Non sono destinati a restare in carcere ancora a lungo, Antonio D’Amico, boss fondatore dell’omonimo clan operante nel rione Conocal di Ponticelli e Genny “fraulella”, primogenito di sua sorella Annunziata, la 40enne assassinata il 10 ottobre del 2015, quando ricopriva il ruolo di reggente del clan di famiglia. Proprio i due uomini di casa D’Amico, rispettivamente fratello e figlio della donna-boss assassinata dai De Micco al culmine di una sanguinaria faida per il controllo del territorio, vengono indicati come i due soggetti più accreditati ad inscenare la vendetta.
“La passillona”, questo il soprannome della 40enne, madre di sei figli, pagò con la vita il rifiuto di piegarsi al ricatto dei De Micco che le imposero di versare nelle loro casse una percentuale sui proventi dell’attività di spaccio di droga che gestiva nel Conocal. La notizia del suo assassinio fu accolta con reazioni inconsulte e violente da parte dei fratelli, ma anche del figlio e del marito, che danneggiarono le celle nelle quali erano reclusi e per alcuni di loro fu necessario il ricovero in infermeria.

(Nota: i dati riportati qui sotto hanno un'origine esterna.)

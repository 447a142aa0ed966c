//! Local-vs-live diff summaries.

use std::sync::Arc;

use anyhow::Result;
use serde_json::Value;

use rekon_cluster::ClusterClient;
use rekon_core::unstructured;

use crate::Output;

#[derive(Debug, Clone, Copy, Default, PartialEq, Eq, serde::Serialize)]
pub struct DiffSummary {
    pub adds: usize,
    pub updates: usize,
    pub removes: usize,
}

/// Drop server-populated noise before comparing.
fn strip_noisy(mut v: Value) -> Value {
    if let Some(meta) = v.get_mut("metadata").and_then(|m| m.as_object_mut()) {
        meta.remove("managedFields");
        meta.remove("resourceVersion");
        meta.remove("generation");
        meta.remove("creationTimestamp");
        meta.remove("uid");
    }
    if let Some(obj) = v.as_object_mut() {
        obj.remove("status");
    }
    v
}

/// Walk target against base counting added, changed, and removed fields.
pub fn diff_summary(target: &Value, base: &Value) -> DiffSummary {
    fn walk(a: &Value, b: &Value, out: &mut DiffSummary) {
        match (a, b) {
            (Value::Object(ao), Value::Object(bo)) => {
                for (k, av) in ao {
                    match bo.get(k) {
                        Some(bv) if av == bv => {}
                        Some(bv) => walk(av, bv, out),
                        None => out.adds += 1,
                    }
                }
                for k in bo.keys() {
                    if !ao.contains_key(k) {
                        out.removes += 1;
                    }
                }
            }
            (Value::Array(aa), Value::Array(bb)) => {
                for i in 0..aa.len().min(bb.len()) {
                    if aa[i] != bb[i] {
                        out.updates += 1;
                    }
                }
                if aa.len() > bb.len() {
                    out.adds += aa.len() - bb.len();
                }
                if bb.len() > aa.len() {
                    out.removes += bb.len() - aa.len();
                }
            }
            (av, bv) => {
                if av != bv {
                    out.updates += 1;
                }
            }
        }
    }
    let mut out = DiffSummary::default();
    walk(target, base, &mut out);
    out
}

/// Print a per-object summary of what an apply would change.
pub async fn run(cluster: Arc<dyn ClusterClient>, objects: &[Value], output: Output) -> Result<i32> {
    let mut rows = Vec::new();
    for obj in objects {
        let id = unstructured::obj_meta(obj)?;
        let (_, version) = unstructured::group_version(obj);
        let live = cluster.get(&id, Some(version)).await?;
        let target = strip_noisy(obj.clone());
        let row = match live {
            Some(live) => {
                let summary = diff_summary(&target, &strip_noisy(live));
                (id, Some(summary))
            }
            None => (id, None),
        };
        rows.push(row);
    }
    match output {
        Output::Json => {
            #[derive(serde::Serialize)]
            struct Row {
                id: String,
                exists: bool,
                #[serde(skip_serializing_if = "Option::is_none")]
                summary: Option<DiffSummary>,
            }
            let json_rows: Vec<Row> = rows
                .iter()
                .map(|(id, summary)| Row {
                    id: id.to_string(),
                    exists: summary.is_some(),
                    summary: *summary,
                })
                .collect();
            println!("{}", serde_json::to_string_pretty(&json_rows)?);
        }
        Output::Human => {
            for (id, summary) in &rows {
                match summary {
                    Some(s) if s == &DiffSummary::default() => {
                        println!("{id}: no changes");
                    }
                    Some(s) => println!(
                        "{id}: +{} ~{} -{}",
                        s.adds, s.updates, s.removes
                    ),
                    None => println!("{id}: not found (would create)"),
                }
            }
        }
    }
    Ok(0)
}

#[cfg(test)]
mod tests {
    use super::*;
    use serde_json::json;

    #[test]
    fn diff_counts_adds_updates_removes() {
        let base = json!({"a": 1, "b": {"x": 1}, "c": [1, 2, 3]});
        let target = json!({"a": 2, "b": {"x": 1, "y": 2}, "c": [1, 9], "d": true});
        let s = diff_summary(&target, &base);
        assert_eq!(s.adds, 2); // b.y and d
        assert_eq!(s.updates, 2); // a and c[1]
        assert_eq!(s.removes, 1); // array shrank by one
    }

    #[test]
    fn strip_noisy_removes_server_fields() {
        let v = json!({
            "apiVersion": "v1",
            "kind": "ConfigMap",
            "metadata": {
                "name": "x",
                "managedFields": [{}],
                "resourceVersion": "1",
                "uid": "u",
                "creationTimestamp": "t"
            },
            "status": {"ready": true}
        });
        let stripped = strip_noisy(v);
        let meta = stripped.get("metadata").unwrap().as_object().unwrap();
        assert!(!meta.contains_key("managedFields"));
        assert!(!meta.contains_key("uid"));
        assert!(stripped.get("status").is_none());
    }
}
//! Rekon core types: object identity, identity sets, annotations, paths.

#![forbid(unsafe_code)]

pub mod annotations;
pub mod pathexp;
pub mod unstructured;

use serde::{Deserialize, Serialize};

/// Separates the fields of a serialized identity. Allowable as a ConfigMap
/// data key, but not allowed inside a resource name.
const FIELD_SEPARATOR: char = '_';
/// RBAC resource names may contain `:`, which ConfigMap keys disallow.
/// Transcoded to a double underscore in the stored form.
const COLON_TRANSCODED: &str = "__";

pub const RBAC_GROUP: &str = "rbac.authorization.k8s.io";

const RBAC_KINDS: [&str; 4] = ["Role", "ClusterRole", "RoleBinding", "ClusterRoleBinding"];

#[derive(Debug, thiserror::Error)]
pub enum ParseError {
    #[error("empty name for object")]
    EmptyName,
    #[error("empty kind for object")]
    EmptyKind,
    #[error("unable to parse stored object metadata: {0}")]
    Malformed(String),
    #[error("too many fields within: {0}")]
    ExtraFields(String),
}

/// The minimal identity of a cluster object: group, kind, namespace, name.
///
/// The version is deliberately excluded; the API server does not treat two
/// versions of the same kind as different resources, and identities are used
/// for pruning and teardown where that distinction would be harmful.
#[derive(Debug, Clone, PartialEq, Eq, Hash, PartialOrd, Ord, Serialize, Deserialize)]
pub struct ObjMeta {
    pub group: String,
    pub kind: String,
    pub namespace: String,
    pub name: String,
}

impl ObjMeta {
    /// Build a validated identity. Namespace may be empty; name and kind not.
    pub fn new(
        group: impl Into<String>,
        kind: impl Into<String>,
        namespace: impl Into<String>,
        name: impl Into<String>,
    ) -> Result<Self, ParseError> {
        let kind = kind.into();
        let name = name.into();
        if name.is_empty() {
            return Err(ParseError::EmptyName);
        }
        if kind.is_empty() {
            return Err(ParseError::EmptyKind);
        }
        Ok(Self { group: group.into(), kind, namespace: namespace.into(), name })
    }

    pub fn is_rbac(&self) -> bool {
        self.group == RBAC_GROUP && RBAC_KINDS.contains(&self.kind.as_str())
    }

    /// Parse the stored form, e.g. `test-namespace_test-name_apps_ReplicaSet`.
    ///
    /// The name field may contain a double underscore, which transcodes a
    /// colon in RBAC resource names. Parsing walks in from both ends because
    /// only the name may contain extra separators.
    pub fn parse(s: &str) -> Result<Self, ParseError> {
        let first = s.find(FIELD_SEPARATOR).ok_or_else(|| ParseError::Malformed(s.to_string()))?;
        let namespace = &s[..first];
        let rest = &s[first + 1..];
        let last = rest.rfind(FIELD_SEPARATOR).ok_or_else(|| ParseError::Malformed(s.to_string()))?;
        let kind = &rest[last + 1..];
        let rest = &rest[..last];
        let mid = rest.rfind(FIELD_SEPARATOR).ok_or_else(|| ParseError::Malformed(s.to_string()))?;
        let group = &rest[mid + 1..];
        let name = rest[..mid].replace(COLON_TRANSCODED, ":");
        if name.contains(FIELD_SEPARATOR) {
            return Err(ParseError::ExtraFields(s.to_string()));
        }
        Self::new(group, kind, namespace, name)
    }
}

impl std::fmt::Display for ObjMeta {
    fn fmt(&self, f: &mut std::fmt::Formatter<'_>) -> std::fmt::Result {
        let name = if self.is_rbac() {
            self.name.replace(':', COLON_TRANSCODED)
        } else {
            self.name.clone()
        };
        write!(
            f,
            "{}{sep}{}{sep}{}{sep}{}",
            self.namespace,
            name,
            self.group,
            self.kind,
            sep = FIELD_SEPARATOR
        )
    }
}

impl std::str::FromStr for ObjMeta {
    type Err = ParseError;
    fn from_str(s: &str) -> Result<Self, Self::Err> {
        Self::parse(s)
    }
}

/// An ordered set of identities. Order is insertion order; equality and the
/// set operations ignore it.
#[derive(Debug, Clone, Default, Serialize, Deserialize)]
pub struct ObjMetaSet(Vec<ObjMeta>);

impl ObjMetaSet {
    pub fn new() -> Self {
        Self::default()
    }

    pub fn len(&self) -> usize {
        self.0.len()
    }

    pub fn is_empty(&self) -> bool {
        self.0.is_empty()
    }

    pub fn contains(&self, id: &ObjMeta) -> bool {
        self.0.contains(id)
    }

    /// Append if not already present.
    pub fn insert(&mut self, id: ObjMeta) {
        if !self.0.contains(&id) {
            self.0.push(id);
        }
    }

    pub fn iter(&self) -> std::slice::Iter<'_, ObjMeta> {
        self.0.iter()
    }

    pub fn as_slice(&self) -> &[ObjMeta] {
        &self.0
    }

    /// Elements of `self` that are not in `other` (A - B).
    pub fn diff(&self, other: &ObjMetaSet) -> ObjMetaSet {
        self.0.iter().filter(|id| !other.contains(id)).cloned().collect()
    }

    /// Elements present in both sets.
    pub fn intersect(&self, other: &ObjMetaSet) -> ObjMetaSet {
        self.0.iter().filter(|id| other.contains(id)).cloned().collect()
    }

    pub fn union(&self, other: &ObjMetaSet) -> ObjMetaSet {
        let mut out = self.clone();
        for id in other.iter() {
            out.insert(id.clone());
        }
        out
    }

    pub fn set_equals(&self, other: &ObjMetaSet) -> bool {
        self.len() == other.len() && self.0.iter().all(|id| other.contains(id))
    }

    /// Stable fingerprint of the membership: FNV-32a over the sorted
    /// serialized identities, rendered as lowercase hex.
    pub fn hash(&self) -> String {
        let mut keys: Vec<String> = self.0.iter().map(|id| id.to_string()).collect();
        keys.sort();
        let mut h: u32 = 0x811c_9dc5;
        for key in &keys {
            for b in key.as_bytes() {
                h ^= u32::from(*b);
                h = h.wrapping_mul(0x0100_0193);
            }
        }
        format!("{h:x}")
    }
}

impl PartialEq for ObjMetaSet {
    fn eq(&self, other: &Self) -> bool {
        self.set_equals(other)
    }
}

impl From<Vec<ObjMeta>> for ObjMetaSet {
    fn from(v: Vec<ObjMeta>) -> Self {
        let mut out = ObjMetaSet::new();
        for id in v {
            out.insert(id);
        }
        out
    }
}

impl FromIterator<ObjMeta> for ObjMetaSet {
    fn from_iter<T: IntoIterator<Item = ObjMeta>>(iter: T) -> Self {
        let mut out = ObjMetaSet::new();
        for id in iter {
            out.insert(id);
        }
        out
    }
}

impl IntoIterator for ObjMetaSet {
    type Item = ObjMeta;
    type IntoIter = std::vec::IntoIter<ObjMeta>;
    fn into_iter(self) -> Self::IntoIter {
        self.0.into_iter()
    }
}

impl<'a> IntoIterator for &'a ObjMetaSet {
    type Item = &'a ObjMeta;
    type IntoIter = std::slice::Iter<'a, ObjMeta>;
    fn into_iter(self) -> Self::IntoIter {
        self.0.iter()
    }
}

pub mod prelude {
    pub use super::{ObjMeta, ObjMetaSet, ParseError};
}

#[cfg(test)]
mod tests {
    use super::*;

    fn id(group: &str, kind: &str, ns: &str, name: &str) -> ObjMeta {
        ObjMeta::new(group, kind, ns, name).unwrap()
    }

    #[test]
    fn serialize_parse_round_trip() {
        let cases = vec![
            id("apps", "ReplicaSet", "test-namespace", "test-name"),
            id("", "ConfigMap", "default", "cm"),
            id("", "Namespace", "", "test-namespace"),
            id("stable.example.com", "CronTab", "ns", "cron-tab-01"),
        ];
        for want in cases {
            let s = want.to_string();
            let got = ObjMeta::parse(&s).unwrap();
            assert_eq!(got, want, "round trip through {s}");
        }
    }

    #[test]
    fn rbac_names_transcode_colons() {
        let want = id(RBAC_GROUP, "ClusterRole", "", "system:controller:resourcequota-controller");
        let s = want.to_string();
        assert!(s.contains("__"), "expected transcoded colon in {s}");
        assert!(!s.contains(':'), "serialized form must not contain a colon: {s}");
        let got = ObjMeta::parse(&s).unwrap();
        assert_eq!(got, want);
    }

    #[test]
    fn parse_rejects_malformed() {
        assert!(ObjMeta::parse("not-enough-fields").is_err());
        assert!(ObjMeta::parse("ns_name").is_err());
        // name with a bare underscore left over after transcoding
        assert!(ObjMeta::parse("ns_a_b_c_apps_Deployment").is_err());
    }

    #[test]
    fn validation_rejects_empty_name_and_kind() {
        assert!(matches!(ObjMeta::new("", "Pod", "ns", ""), Err(ParseError::EmptyName)));
        assert!(matches!(ObjMeta::new("", "", "ns", "x"), Err(ParseError::EmptyKind)));
    }

    #[test]
    fn set_arithmetic() {
        let a: ObjMetaSet = vec![
            id("", "Pod", "ns", "a"),
            id("", "Pod", "ns", "b"),
            id("apps", "Deployment", "ns", "c"),
        ]
        .into();
        let b: ObjMetaSet = vec![id("", "Pod", "ns", "b")].into();

        let diff = a.diff(&b);
        assert_eq!(diff.len(), 2);
        assert!(!diff.contains(&id("", "Pod", "ns", "b")));

        let inter = a.intersect(&b);
        assert_eq!(inter.len(), 1);

        // diff(A,B) ∪ intersect(A,B) = A
        assert!(diff.union(&inter).set_equals(&a));

        let union = a.union(&b);
        assert!(union.set_equals(&a));
    }

    #[test]
    fn hash_ignores_order() {
        let a: ObjMetaSet = vec![id("", "Pod", "ns", "a"), id("", "Pod", "ns", "b")].into();
        let b: ObjMetaSet = vec![id("", "Pod", "ns", "b"), id("", "Pod", "ns", "a")].into();
        assert!(a.set_equals(&b));
        assert_eq!(a.hash(), b.hash());
        let c: ObjMetaSet = vec![id("", "Pod", "ns", "a")].into();
        assert_ne!(a.hash(), c.hash());
    }

    #[test]
    fn insert_dedupes() {
        let mut s = ObjMetaSet::new();
        s.insert(id("", "Pod", "ns", "a"));
        s.insert(id("", "Pod", "ns", "a"));
        assert_eq!(s.len(), 1);
    }
}
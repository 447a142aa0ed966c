//! The closed set of task kinds and the per-run context they report into.

use std::time::Duration;

use rustc_hash::{FxHashMap, FxHashSet};
use serde_json::Value;
use tokio::sync::mpsc;

use rekon_core::{unstructured, ObjMeta, ObjMetaSet};
use rekon_status::ResourceStatus;

use crate::event::{ActionGroup, Event, ResourceAction};
use crate::filter::ApplyFilter;
use crate::mutator::Mutator;

#[derive(Debug, Clone, Copy, PartialEq, Eq)]
pub enum WaitCondition {
    AllCurrent,
    AllNotFound,
}

#[derive(Debug, Clone)]
pub struct ApplyTaskSpec {
    pub name: String,
    pub objects: Vec<Value>,
    pub filters: Vec<ApplyFilter>,
    pub mutators: Vec<Mutator>,
}

#[derive(Debug, Clone)]
pub struct WaitTaskSpec {
    pub name: String,
    pub ids: ObjMetaSet,
    pub condition: WaitCondition,
    pub timeout: Duration,
}

#[derive(Debug, Clone)]
pub struct PruneTaskSpec {
    pub name: String,
    pub ids: ObjMetaSet,
    pub filters: Vec<ApplyFilter>,
}

/// One unit of the ordered queue. Kinds are fixed; this is not a general
/// workflow engine.
#[derive(Debug, Clone)]
pub enum Task {
    Apply(ApplyTaskSpec),
    Wait(WaitTaskSpec),
    Prune(PruneTaskSpec),
    InventoryAdd { name: String, members: ObjMetaSet },
    InventoryUpdate { name: String, members: ObjMetaSet },
    InventoryDelete { name: String },
}

impl Task {
    pub fn name(&self) -> &str {
        match self {
            Task::Apply(s) => &s.name,
            Task::Wait(s) => &s.name,
            Task::Prune(s) => &s.name,
            Task::InventoryAdd { name, .. } => name,
            Task::InventoryUpdate { name, .. } => name,
            Task::InventoryDelete { name } => name,
        }
    }

    pub fn action(&self) -> ResourceAction {
        match self {
            Task::Apply(_) => ResourceAction::Apply,
            Task::Wait(_) => ResourceAction::Wait,
            Task::Prune(_) => ResourceAction::Prune,
            _ => ResourceAction::Inventory,
        }
    }

    pub fn ids(&self) -> ObjMetaSet {
        match self {
            Task::Apply(s) => {
                s.objects.iter().filter_map(|o| unstructured::obj_meta(o).ok()).collect()
            }
            Task::Wait(s) => s.ids.clone(),
            Task::Prune(s) => s.ids.clone(),
            Task::InventoryAdd { members, .. } => members.clone(),
            Task::InventoryUpdate { members, .. } => members.clone(),
            Task::InventoryDelete { .. } => ObjMetaSet::new(),
        }
    }

    pub fn action_group(&self) -> ActionGroup {
        ActionGroup { name: self.name().to_string(), action: self.action(), ids: self.ids() }
    }
}

/// Recorded result of a successful apply readback.
#[derive(Debug, Clone, PartialEq, Eq)]
pub struct AppliedInfo {
    pub uid: String,
    pub generation: i64,
}

/// Per-run state owned by the runner: outcome records per id, plus the
/// latest observed status per id as fed by the poller stream. Mutated only
/// from the runner's loop; background tasks report via completion channels.
pub struct TaskContext {
    event_tx: mpsc::Sender<Event>,
    applied: FxHashMap<ObjMeta, AppliedInfo>,
    apply_skips: FxHashSet<ObjMeta>,
    apply_failures: FxHashSet<ObjMeta>,
    pruned: FxHashSet<ObjMeta>,
    prune_skipped: FxHashSet<ObjMeta>,
    prune_failures: FxHashSet<ObjMeta>,
    statuses: FxHashMap<ObjMeta, ResourceStatus>,
}

impl TaskContext {
    pub fn new(event_tx: mpsc::Sender<Event>) -> Self {
        Self {
            event_tx,
            applied: FxHashMap::default(),
            apply_skips: FxHashSet::default(),
            apply_failures: FxHashSet::default(),
            pruned: FxHashSet::default(),
            prune_skipped: FxHashSet::default(),
            prune_failures: FxHashSet::default(),
            statuses: FxHashMap::default(),
        }
    }

    pub fn event_tx(&self) -> mpsc::Sender<Event> {
        self.event_tx.clone()
    }

    pub async fn send_event(&self, event: Event) {
        let _ = self.event_tx.send(event).await;
    }

    pub fn resource_applied(&mut self, id: ObjMeta, info: AppliedInfo) {
        self.apply_failures.remove(&id);
        self.applied.insert(id, info);
    }

    pub fn resource_apply_skipped(&mut self, id: ObjMeta) {
        self.apply_skips.insert(id);
    }

    pub fn resource_apply_failed(&mut self, id: ObjMeta) {
        self.apply_failures.insert(id);
    }

    pub fn resource_pruned(&mut self, id: ObjMeta) {
        self.pruned.insert(id);
    }

    pub fn resource_prune_skipped(&mut self, id: ObjMeta) {
        self.prune_skipped.insert(id);
    }

    pub fn resource_prune_failed(&mut self, id: ObjMeta) {
        self.prune_failures.insert(id);
    }

    pub fn applied_info(&self, id: &ObjMeta) -> Option<&AppliedInfo> {
        self.applied.get(id)
    }

    pub fn apply_skipped(&self, id: &ObjMeta) -> bool {
        self.apply_skips.contains(id)
    }

    pub fn apply_failed(&self, id: &ObjMeta) -> bool {
        self.apply_failures.contains(id)
    }

    pub fn prune_failed(&self, id: &ObjMeta) -> bool {
        self.prune_failures.contains(id)
    }

    pub fn prune_skipped(&self, id: &ObjMeta) -> bool {
        self.prune_skipped.contains(id)
    }

    pub fn observe(&mut self, status: ResourceStatus) {
        self.statuses.insert(status.id.clone(), status);
    }

    pub fn latest_status(&self, id: &ObjMeta) -> Option<&ResourceStatus> {
        self.statuses.get(id)
    }

    pub fn prune_count(&self) -> usize {
        self.pruned.len()
    }

    pub fn failure_count(&self) -> usize {
        self.apply_failures.len() + self.prune_failures.len()
    }
}
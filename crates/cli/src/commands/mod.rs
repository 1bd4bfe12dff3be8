//! Command handlers for the Shelf CLI.
//!
//! This module organizes all CLI commands into separate submodules.

pub mod ask;
pub mod book;
pub mod context;
pub mod models;
pub mod prompts;
pub mod reindex;
pub mod shelf;

// Re-export command types for convenience
pub use ask::AskCommand;
pub use book::BookCommand;
pub use context::ContextCommand;
pub use models::ModelsCommand;
pub use prompts::PromptsCommand;
pub use reindex::ReindexCommand;
pub use shelf::ShelfCommand;

use serde::Serialize;
use shelf_core::{AppError, AppResult};

/// Pretty-print a value as JSON on stdout.
pub(crate) fn print_json<T: Serialize>(value: &T) -> AppResult<()> {
    let json = serde_json::to_string_pretty(value)
        .map_err(|e| AppError::Serialization(e.to_string()))?;
    println!("{}", json);
    Ok(())
}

All’indomani di quel delitto eccellente che ha anche sfatato un tabù, perchè mai prima di quel momento la camorra ponticellese aveva impugnato le armi per uccidere una donna-boss, le strade del quartiere erano blindate. Posti di blocco ad ogni angolo, perquisizioni, controlli: la priorità delle forze dell’ordine era intercettare anzitempo il commando che sarebbe partito dal fortino dei D’Amico per vendicare “la passillona” per evitare che la scia di sangue si allungasse e i toni della faida potessero inasprirsi. In realtà, dal carcere era già stato impartito un ordine preciso: sull’omicidio destinato a vendicare la morte della “passillona” doveva esserci la firma di un uomo nelle cui vene scorre il sangue dei D’Amico.
Antonio D’Amico non sarà tra i primi membri della famiglia a ritrovare la libertà, verrà preceduto dal primogenito della “Passillona” e dal marito della donna-boss, Salvatore “Chernobyl” Ercolani, motivo per il quale sembra altamente probabile che proprio loro cercheranno di portare a compimento l’agognata vendetta.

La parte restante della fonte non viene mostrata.